I like to write about all the big events in our lives in Israel, especially how we spend our first chagim and other special days here. But there is something more, something constantly in process deep within me. A few days ago, it arose once again.
I was at a writers' conference. A writers' conference for women. A writers' conference for English-speaking, religious women in Jerusalem.
The conference was a satisfying mix of networking with publishers and published writers, industry information and writing inspiration with a spiritual component. And, in one of the writing exercises, a memory surfaced.
I was a preteen. We were living in New York, in a suburban neighborhood where every family owned a more-or-less identical private home. My parents were visiting with neighbors down the street. I was home alone, or perhaps I was the only sibling still awake. While watching TV, a commercial for a denture cleaner caught my attention. I thought about how old people use denture cleaner. Which lead me to thoughts about aging. Which led me to thoughts about death. Before long, I was in a state of sheer terror, because, after death, I couldn't see anything else.
At that age (and for more than a decade after), I lived in a godless universe. I had no way to express what was, I realize now, an early spiritual crisis. On the yellow wall phone, the one with the long spiral cord, hanging in the hallway outside the den, barely coherent and choked with tears, I dialed our neighbors and begged my parents to come home.
Life ends.
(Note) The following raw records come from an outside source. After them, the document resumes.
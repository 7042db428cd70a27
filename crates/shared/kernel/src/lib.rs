//! Kernel utilities shared across slices.
//! Keep this crate lightweight: layered config loading, the slice-aware API state,
//! and the system routes every server mounts.
//!
//! ## Config loading (non-wasm)
//! ```rust,ignore
//! #[cfg(not(target_arch = "wasm32"))]
//! # {
//!     use helios_kernel::config::load_config;
//!     let cfg: serde_json::Value = load_config::<serde_json::Value>(Some("server")).unwrap();
//! # }
//! ```
#[cfg(not(target_arch = "wasm32"))]
pub mod config;
pub mod prelude;
#[cfg(feature = "server")]
pub mod server;

pub use helios_domain as domain;
//! The closed set of seasonal buckets that select a schema and a model.

use crate::error::UnknownSeason;
use helios_domain::constants::{FALL, SPRING, SUMMER, WINTER};
use serde::{Deserialize, Serialize};
use std::str::FromStr;
use strum_macros::{AsRefStr, Display, EnumCount, EnumIter, EnumString, IntoStaticStr};

/// A seasonal bucket. Parsing is case-insensitive; the canonical key is lowercase.
#[derive(
    Debug,
    Clone,
    Copy,
    PartialEq,
    Eq,
    Hash,
    PartialOrd,
    Ord,
    Display,
    AsRefStr,
    IntoStaticStr,
    EnumString,
    EnumIter,
    EnumCount,
    Serialize,
    Deserialize,
)]
#[strum(serialize_all = "lowercase", ascii_case_insensitive)]
#[serde(rename_all = "lowercase")]
pub enum Season {
    Winter,
    Spring,
    Summer,
    Fall,
}

impl Season {
    /// Canonicalizes raw caller input: surrounding whitespace is ignored, case is not significant.
    ///
    /// # Errors
    /// Returns [`UnknownSeason`] for anything outside winter/spring/summer/fall.
    pub fn parse(input: &str) -> Result<Self, UnknownSeason> {
        Self::from_str(input.trim()).map_err(|_| UnknownSeason::new(input))
    }

    /// Lowercase lookup key (`"winter"`).
    #[must_use]
    pub const fn key(self) -> &'static str {
        match self {
            Self::Winter => WINTER,
            Self::Spring => SPRING,
            Self::Summer => SUMMER,
            Self::Fall => FALL,
        }
    }

    /// Capitalized label used in responses (`"Winter"`).
    #[must_use]
    pub const fn display_name(self) -> &'static str {
        match self {
            Self::Winter => "Winter",
            Self::Spring => "Spring",
            Self::Summer => "Summer",
            Self::Fall => "Fall",
        }
    }
}
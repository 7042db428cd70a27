#![cfg(feature = "server")]

use axum::body::{Body, to_bytes};
use axum::http::{Request, StatusCode, header};
use helios_kernel::server::router::system_router;
use tower::ServiceExt;

#[tokio::test]
async fn health_reports_up_with_no_cache_headers() {
    let (router, _api) = system_router::<()>().split_for_parts();

    let response = router
        .oneshot(Request::builder().uri("/health").body(Body::empty()).unwrap())
        .await
        .unwrap();

    assert_eq!(response.status(), StatusCode::OK);
    assert_eq!(
        response.headers().get(header::CACHE_CONTROL).unwrap(),
        "no-store, no-cache, must-revalidate"
    );

    let body = to_bytes(response.into_body(), usize::MAX).await.unwrap();
    let json: serde_json::Value = serde_json::from_slice(&body).unwrap();
    assert_eq!(json["status"], "up");
    assert_eq!(json["version"], env!("CARGO_PKG_VERSION"));
}

#[test]
fn health_is_documented() {
    let (_router, api) = system_router::<()>().split_for_parts();
    assert!(api.paths.paths.contains_key("/health"));
}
That realization terrified me, because, in 1971, I was living utterly without God.
Forty years later, I am blessed with a spiritual life beyond my greatest aspirations, one that grows deeper each year. Once I located my own soul (not so easy when one lives in a godless universe), the journey began. And that journey ultimately led me to Israel.
I am often struck, when friends and new acquaintances tell their stories of how they came to live in Israel, about how we are all guided here. It's as if God handpicks us, one at a time, and sets us on a path toward this place. It has long seemed to me that a significant percentage of olim are either converts or, like me, baalei teshuva. It's as if, having lived lives without God at all, or without the God of Abraham, Isaac and Jacob, making aliyah is simply a natural extension of our spiritual journeys.
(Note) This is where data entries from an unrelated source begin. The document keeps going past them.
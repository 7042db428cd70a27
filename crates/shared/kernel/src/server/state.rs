use axum::extract::FromRef;
use fxhash::FxHashMap;
use helios_domain::config::ApiConfig;
use helios_domain::registry::{FeatureSlice, InitializedSlice};
use std::any::TypeId;
use std::borrow::Cow;
use std::ops::Deref;
use std::sync::Arc;
use tracing::debug;

#[derive(Debug, thiserror::Error)]
pub enum ApiStateError {
    #[error("State validation error{}: {message}", format_context(.context))]
    Validation { message: Cow<'static, str>, context: Option<Cow<'static, str>> },
    #[error("State missing feature slice{}: {message}", format_context(.context))]
    MissingSlice { message: Cow<'static, str>, context: Option<Cow<'static, str>> },
}

fn format_context(context: &Option<Cow<'static, str>>) -> Cow<'static, str> {
    context.as_ref().map_or(Cow::Borrowed(""), |c| Cow::Owned(format!(" ({c})")))
}

/// Read-only process state: configuration plus every initialized feature slice.
#[derive(Debug)]
pub struct ApiStateInner {
    pub config: ApiConfig,
    slices: FxHashMap<TypeId, InitializedSlice>,
}

#[derive(Debug, Clone)]
pub struct ApiState {
    inner: Arc<ApiStateInner>,
}

impl ApiState {
    #[must_use]
    pub fn builder() -> ApiStateBuilder {
        ApiStateBuilder::default()
    }

    #[must_use]
    pub fn get_slice<T: FeatureSlice>(&self) -> Option<&T> {
        self.inner
            .slices
            .get(&TypeId::of::<T>())
            .and_then(|initialized| initialized.state.as_any().downcast_ref::<T>())
    }

    /// Returns a reference to the slice if it is registered.
    ///
    /// # Errors
    /// Returns an error if the slice is not registered.
    pub fn try_get_slice<T: FeatureSlice>(&self) -> Result<&T, ApiStateError> {
        self.get_slice::<T>().ok_or_else(|| ApiStateError::MissingSlice {
            message: std::any::type_name::<T>().into(),
            context: None,
        })
    }

    /// Iterates over registered slice names (for diagnostics).
    pub fn slice_names(&self) -> impl Iterator<Item = &'static str> + '_ {
        self.inner.slices.values().map(|slice| slice.name)
    }
}

impl Deref for ApiState {
    type Target = ApiStateInner;

    fn deref(&self) -> &Self::Target {
        &self.inner
    }
}

impl FromRef<ApiState> for ApiConfig {
    fn from_ref(state: &ApiState) -> Self {
        state.inner.config.clone()
    }
}

#[derive(Debug, Default)]
pub struct ApiStateBuilder {
    config: Option<ApiConfig>,
    slices: FxHashMap<TypeId, InitializedSlice>,
}

impl ApiStateBuilder {
    #[must_use]
    pub fn config(mut self, config: ApiConfig) -> Self {
        self.config = Some(config);
        self
    }

    #[must_use]
    pub fn register_slice(mut self, slice: InitializedSlice) -> Self {
        debug!(slice = slice.name, "Registering feature slice");
        self.slices.insert(slice.id, slice);
        self
    }

    /// Registers multiple slices at once.
    #[must_use]
    pub fn register_slices<I>(self, slices: I) -> Self
    where
        I: IntoIterator<Item = InitializedSlice>,
    {
        slices.into_iter().fold(self, Self::register_slice)
    }

    /// Finalizes the state.
    ///
    /// # Errors
    /// Returns [`ApiStateError::Validation`] when no configuration was supplied.
    pub fn build(self) -> Result<ApiState, ApiStateError> {
        let config = self.config.ok_or_else(|| ApiStateError::Validation {
            message: "ApiConfig not provided".into(),
            context: None,
        })?;

        super::health::mark_started();

        Ok(ApiState { inner: Arc::new(ApiStateInner { config, slices: self.slices }) })
    }
}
It isn't always easy to live here. In fact, it's often difficult to live here, at least at this stage of Jewish history. We have many enemies, some from without and, sadly, many from within. But there is an undeniable richness to life here, access to spiritual growth, access to one's own soul, and to God, that can exist nowhere else in the universe. God lives in Israel. And, thankfully, so do I.
2 comments:
Beautiful and very true. I think many of us have similar yet custom-made stories along the same theme. Thank you for putting your thoughts into writing.
I didn't live without G-d, but with a G-d of whom I was scared half witless. It was when the G-d of Abraham et al found me that I truly knew what life was all about, and I learned where I had HAD to spend the rest of my life!! You are right on the button [again] with this one my dear!!